La pêche se fait la nuit. Le matin les bateaux rentrent au port et le poisson est livré aux femmes qui le salent. Puis on l’entasse dans des barriques et on l’expédie dans tous les ports de la Méditerranée. À Naples, par exemple, il aide à passer le carême, et fait, avec le macaroni, la joie des gens du peuple, sinon des lazzaroni, puisqu’on dit qu’il n’y a plus de lazzarone, depuis le départ de François II. La Méditerranée reconnaissante envoie à son tour à l’Angleterre ses anchois, plus appréciés des Anglais que le pilchard. La chair de ce poisson est cependant de haut goût. Les pilchards qui n’ont pu entrer dans les barriques sont employés en agriculture comme fumier, et cet engrais est d’un fort bon usage. À Maurice, à l’île Bourbon, nous avons vu employer de même avec profit sur les plantations, et concurremment avec le guano, des morues gâtées venant de Terre-Neuve. (La morue forme avec le riz la base de la nourriture du coolie ou engagé indien.)
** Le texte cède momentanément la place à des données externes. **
// medcodec
// Copyright (c) 2026 The medcodec Developers.
//
// This Source Code Form is subject to the terms of the Mozilla Public
// License, v. 2.0. If a copy of the MPL was not distributed with this
// file, You can obtain one at https://mozilla.org/MPL/2.0/.

//! The LOCO-I (Median Edge Detector) predictor used by JPEG-LS. Given the
//! left, top, and top-left neighbors of a sample, it picks between a
//! horizontal predictor, a vertical predictor, and a planar predictor based
//! on the corner geometry, which tends to track edges in natural images
//! better than a fixed-order linear predictor.
//!
//! Residuals are computed and restored entirely in `u8` arithmetic modulo
//! 256; there is no clamping, so forward and inverse prediction are exact
//! inverses of one another regardless of image content.

use log::trace;

/// Predicts a sample from its left (`a`), top (`b`), and top-left (`c`)
/// neighbors, per the JPEG-LS / LOCO-I median edge detector.
#[inline]
fn predict(a: u8, b: u8, c: u8) -> u8 {
    let (a, b, c) = (a as i32, b as i32, c as i32);
    if c >= a.max(b) {
        a.min(b) as u8
    }
    else if c <= a.min(b) {
        a.max(b) as u8
    }
    else {
        (a + b - c) as u8
    }
}

/// Neighbor sample for a pixel at `(x, y)` in a `width`-wide plane, or 0 if
/// the neighbor falls outside the plane (the predictor's edge policy: no
/// mirroring or extension).
#[inline]
fn neighbor(plane: &[u8], width: usize, x: usize, y: usize) -> u8 {
    plane[y * width + x]
}

/// Computes the LOCO-I residual plane for a single `width`×`height` 8-bit
/// plane, traversing samples in raster order (row-major, x increasing
/// within a row, y increasing).
///
/// `plane.len()` must equal `width * height`; the output is the same
/// length.
pub fn forward(plane: &[u8], width: usize, height: usize) -> Vec<u8> {
    debug_assert_eq!(plane.len(), width * height);

    let mut residual = vec![0u8; plane.len()];

    for y in 0..height {
        for x in 0..width {
            let a = if x > 0 { neighbor(plane, width, x - 1, y) } else { 0 };
            let b = if y > 0 { neighbor(plane, width, x, y - 1) } else { 0 };
            let c = if x > 0 && y > 0 { neighbor(plane, width, x - 1, y - 1) } else { 0 };

            let pred = predict(a, b, c);
            let idx = y * width + x;
            residual[idx] = plane[idx].wrapping_sub(pred);
        }
    }

    trace!("predictor: forward pass over {}x{} plane", width, height);
    residual
}

/// Reconstructs a plane from its LOCO-I residual. Must be walked in the
/// same raster order as [`forward`], using already-reconstructed neighbors
/// (not the original samples, which are not available to a decoder) —
/// otherwise the predictor bias at each pixel would not match the one the
/// encoder used.
pub fn inverse(residual: &[u8], width: usize, height: usize) -> Vec<u8> {
    debug_assert_eq!(residual.len(), width * height);

    let mut plane = vec![0u8; residual.len()];

    for y in 0..height {
        for x in 0..width {
            let a = if x > 0 { neighbor(&plane, width, x - 1, y) } else { 0 };
            let b = if y > 0 { neighbor(&plane, width, x, y - 1) } else { 0 };
            let c = if x > 0 && y > 0 { neighbor(&plane, width, x - 1, y - 1) } else { 0 };

            let pred = predict(a, b, c);
            let idx = y * width + x;
            plane[idx] = residual[idx].wrapping_add(pred);
        }
    }

    trace!("predictor: inverse pass over {}x{} plane", width, height);
    plane
}

#[cfg(test)]
mod tests {
    use super::*;

    #[test]
    fn round_trips_arbitrary_plane() {
        let width = 5;
        let height = 4;
        let plane: Vec<u8> =
            (0..width * height).map(|i| ((i * 37 + 11) % 256) as u8).collect();

        let residual = forward(&plane, width, height);
        assert_eq!(residual.len(), plane.len());
        assert_eq!(inverse(&residual, width, height), plane);
    }

    #[test]
    fn single_pixel_uses_zero_neighbors() {
        let plane = [200u8];
        let residual = forward(&plane, 1, 1);
        // a = b = c = 0, predict = 0.
        assert_eq!(residual[0], 200);
        assert_eq!(inverse(&residual, 1, 1), plane);
    }

    #[test]
    fn single_column_uses_only_top_neighbor() {
        let plane = [10u8, 20, 30];
        let residual = forward(&plane, 1, 3);
        assert_eq!(residual[0], 10); // a = b = c = 0
        assert_eq!(residual[1], 10); // predict = b = 10
        assert_eq!(residual[2], 10); // predict = b = 20
        assert_eq!(inverse(&residual, 1, 3), plane);
    }

    #[test]
    fn single_row_uses_only_left_neighbor() {
        let plane = [10u8, 20, 30];
        let residual = forward(&plane, 3, 1);
        assert_eq!(residual[0], 10); // a = b = c = 0
        assert_eq!(residual[1], 10); // predict = a = 10
        assert_eq!(residual[2], 10); // predict = a = 20
        assert_eq!(inverse(&residual, 3, 1), plane);
    }

    #[test]
    fn checkerboard_matches_worked_example() {
        // 2x2 checker: (0,0)=0, (1,0)=255, (0,1)=255, (1,1)=0.
        let plane = [0u8, 255, 255, 0];
        let residual = forward(&plane, 2, 2);
        assert_eq!(residual[0], 0);
        assert_eq!(residual[1], 255);
        assert_eq!(residual[2], 255);
        // At (1,1): a=255, b=255, c=0 -> predict = a+b-c = 510 mod 256 = 254.
        // residual = (0 - 254) mod 256 = 2.
        assert_eq!(residual[3], 2);
        assert_eq!(inverse(&residual, 2, 2), plane);
    }

    #[test]
    fn all_zero_plane_has_zero_residual() {
        let plane = vec![0u8; 64];
        let residual = forward(&plane, 8, 8);
        assert!(residual.iter().all(|&b| b == 0));
        assert_eq!(inverse(&residual, 8, 8), plane);
    }
}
Les poissonnières attachées à la préparation du pilchard portaient naguère encore le costume national. Ce costume a disparu il y a une dizaine d’années avec la dernière femme qui l’ait porté, Mary Kalynack (un vrai nom du Cornouailles), la doyenne des fisherwomen. À quatre-vingt-quatre ans, en 1851, lors de la première grande exposition, cette vénérable femme entreprit à pied le voyage de Penzance à Londres et arriva heureusement. Elle fut présentée à la reine. Son buste fut sculpté par Burnard, un artiste du Cornouailles, et se trouve, dit-on, dans la cour de la Société polytechnique de Falmouth. La bonne vieille se refusa d’abord à laisser faire son portrait ; mais quand elle sut que l’artiste était Cornish : « Allons, dit-elle, je poserai ; car je n’ai rien à refuser aux enfants de mon beau pays. »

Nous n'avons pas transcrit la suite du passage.